Weekday night, about 9 p.m. I enter the children’s bedroom to give the occupants their bedtime blessing and find clothes and toys still on the floor. With a clap of my hands I tersely say, “Get up and get these things put away—now! You were told to do this earlier!” Nothing like a peaceful bedtime blessing.

Irritability. I give into it too often. It’s time to take this sin more seriously and lay it aside (Hebrews 12:1).

Does God Get Irritated?

We like to blame our irritability on someone or something else. We try to convince ourselves (and them) that they make us irritated. If they were different, we wouldn’t be irritated. Or we blame it on being tired, ill or stressed. But Paul diagnoses irritability as a heart disease; a failure to love: “Love … is not irritable” (1 Corinthians 13:5).

But we need to press on this a bit, because the Greek word that Paul uses here, paroxyno, which the ESV translates as “irritable,” can also be translated as “provoked” or “kindled” or “incited.” It’s the same Greek word (paroxyno) that the Greek Old Testament uses in Isaiah 5:25), how can it be OK for God to be provoked to anger?

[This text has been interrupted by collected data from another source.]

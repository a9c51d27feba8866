use crate::graphql::schema_sdl;
use anyhow::Result;

pub fn handle_schema() -> Result<()> {
    print!("{}", schema_sdl());
    Ok(())
}
use crate::graphql::build_schema;
use anyhow::Result;
use std::sync::Arc;

use super::CommandContext;

pub fn handle_query(
    ctx: CommandContext,
    document: String,
    variables: Option<String>,
) -> Result<()> {
    execute_and_print(ctx, document, variables)
}

/// Runs one document against a freshly opened store and prints the response.
pub(super) fn execute_and_print(
    ctx: CommandContext,
    document: String,
    variables: Option<String>,
) -> Result<()> {
    let vars: async_graphql::Variables = if let Some(v) = variables {
        serde_json::from_str(&v)?
    } else {
        async_graphql::Variables::default()
    };

    let response = tokio::runtime::Runtime::new()?.block_on(async {
        let store = ctx.open_store().await?;
        let schema = build_schema(Arc::new(store.clone()));
        let request = async_graphql::Request::new(document).variables(vars);
        let response = schema.execute(request).await;
        store.close().await;
        anyhow::Ok(response)
    })?;

    if response.is_err() {
        for error in &response.errors {
            tracing::warn!(message = %error.message, "GraphQL error");
        }
    }

    println!("{}", serde_json::to_string_pretty(&response)?);
    Ok(())
}
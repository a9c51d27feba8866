use crate::{
    error::Result,
    model::{NewOwner, NewPet, Owner, Pet},
};
use async_trait::async_trait;
use std::sync::Arc;

/// Data access for owners and pets.
///
/// Every method issues exactly one statement; nothing spans a transaction.
/// Lookups by id return `Ok(None)` for a missing row, deletes return the
/// number of rows removed.
#[async_trait]
pub trait PetStore: Send + Sync {
    async fn find_owner(&self, id: i64) -> Result<Option<Owner>>;

    /// Pets joined to their owner, filtered by owner id.
    async fn find_owners_pets(&self, owner_id: i64) -> Result<Vec<Pet>>;

    async fn find_all_owners(&self) -> Result<Vec<Owner>>;

    async fn add_owner(&self, owner: NewOwner) -> Result<Owner>;

    async fn delete_owner(&self, id: i64) -> Result<u64>;

    async fn find_pet(&self, id: i64) -> Result<Option<Pet>>;

    async fn find_all_pets(&self) -> Result<Vec<Pet>>;

    async fn add_pet(&self, pet: NewPet) -> Result<Pet>;

    async fn delete_pet(&self, id: i64) -> Result<u64>;
}

/// Shared store handle passed into the GraphQL schema.
pub type DynStore = Arc<dyn PetStore>;
// SPDX-License-Identifier: MIT
// Copyright 2026 Roland Dreier <roland@rolandd.dev>

//! Read-only projections of Strava API responses.
//!
//! Deserializing into these types is the shape check: a response that does
//! not fit is treated as an upstream failure. Nothing here is persisted.

use serde::{Deserialize, Serialize};
#[cfg(feature = "binding-generation")]
use ts_rs::TS;

/// Authenticated athlete profile (`GET /athlete`).
#[derive(Debug, Clone, PartialEq, Serialize, Deserialize)]
#[cfg_attr(feature = "binding-generation", derive(TS))]
#[cfg_attr(
    feature = "binding-generation",
    ts(export, export_to = "web/src/lib/generated/")
)]
pub struct Athlete {
    #[cfg_attr(feature = "binding-generation", ts(type = "number"))]
    pub id: u64,
    #[serde(default)]
    pub username: Option<String>,
    pub firstname: String,
    pub lastname: String,
    #[serde(default)]
    pub city: Option<String>,
    #[serde(default)]
    pub state: Option<String>,
    #[serde(default)]
    pub country: Option<String>,
    #[serde(default)]
    pub sex: Option<String>,
    /// Large profile picture URL
    #[serde(default)]
    pub profile: Option<String>,
    /// Medium profile picture URL
    #[serde(default)]
    pub profile_medium: Option<String>,
    #[serde(default)]
    pub created_at: Option<String>,
    #[serde(default)]
    pub updated_at: Option<String>,
}

/// Summary activity for list endpoints.
#[derive(Debug, Clone, PartialEq, Serialize, Deserialize)]
#[cfg_attr(feature = "binding-generation", derive(TS))]
#[cfg_attr(
    feature = "binding-generation",
    ts(export, export_to = "web/src/lib/generated/")
)]
pub struct ActivitySummary {
    #[cfg_attr(feature = "binding-generation", ts(type = "number"))]
    pub id: u64,
    pub name: String,
    /// Distance in meters
    pub distance: f64,
    /// Seconds
    pub moving_time: u64,
    /// Seconds
    pub elapsed_time: u64,
    /// Meters
    pub total_elevation_gain: f64,
    #[serde(rename = "type")]
    pub activity_type: String,
    #[serde(default)]
    pub sport_type: Option<String>,
    pub start_date: String,
    pub start_date_local: String,
    pub timezone: String,
    /// Meters per second
    pub average_speed: f64,
    pub max_speed: f64,
    #[serde(default, skip_serializing_if = "Option::is_none")]
    pub average_heartrate: Option<f64>,
    #[serde(default, skip_serializing_if = "Option::is_none")]
    pub max_heartrate: Option<f64>,
    pub kudos_count: u32,
    pub achievement_count: u32,
}

/// Detailed activity (`GET /activities/{id}`).
#[derive(Debug, Clone, PartialEq, Serialize, Deserialize)]
pub struct ActivityDetail {
    #[serde(flatten)]
    pub summary: ActivitySummary,
    #[serde(default)]
    pub description: Option<String>,
    #[serde(default)]
    pub calories: Option<f64>,
    #[serde(default)]
    pub device_name: Option<String>,
}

The answer is that being provoked to anger in general isn’t the issue Paul is addressing. He (and we) know there are just, righteous, loving and therefore necessary reasons to be provoked to anger. Paul in 1 Corinthians 13:5 is addressing the short fuse, our becoming too quickly or too easily provoked to anger. That’s why the ESV chose “irritable” and why the KJV translators chose “easily provoked.”

When God gets angry, he takes a remarkably slow time to get there (Exodus 34:6).

The Selfishness of Irritation

Our irritability never has its roots in the soils of righteousness. It springs out of the soil of selfishness and springs up fast, like the sin-weed that it is. We get irritated or easily provoked, not when God’s righteousness or justice is scorned, but when something we want is being denied, delayed or disrupted. It works like this:

  • When I’m weary I want rest, but if it’s denied/delayed/disrupted I get irritated.

  • When I’m sick or in pain I want relief, but if it’s denied/delayed/disrupted I get irritated.

  • When I’m preoccupied I want uninterrupted focus, but if it’s denied/delayed/disrupted I get irritated.

  • When I’m running late I want to avoid appearing negligent, but if it’s denied/delayed/disrupted I get irritated.

  • When I’m disappointed I want my desire fulfilled, but if it’s denied/delayed/disrupted I get irritated.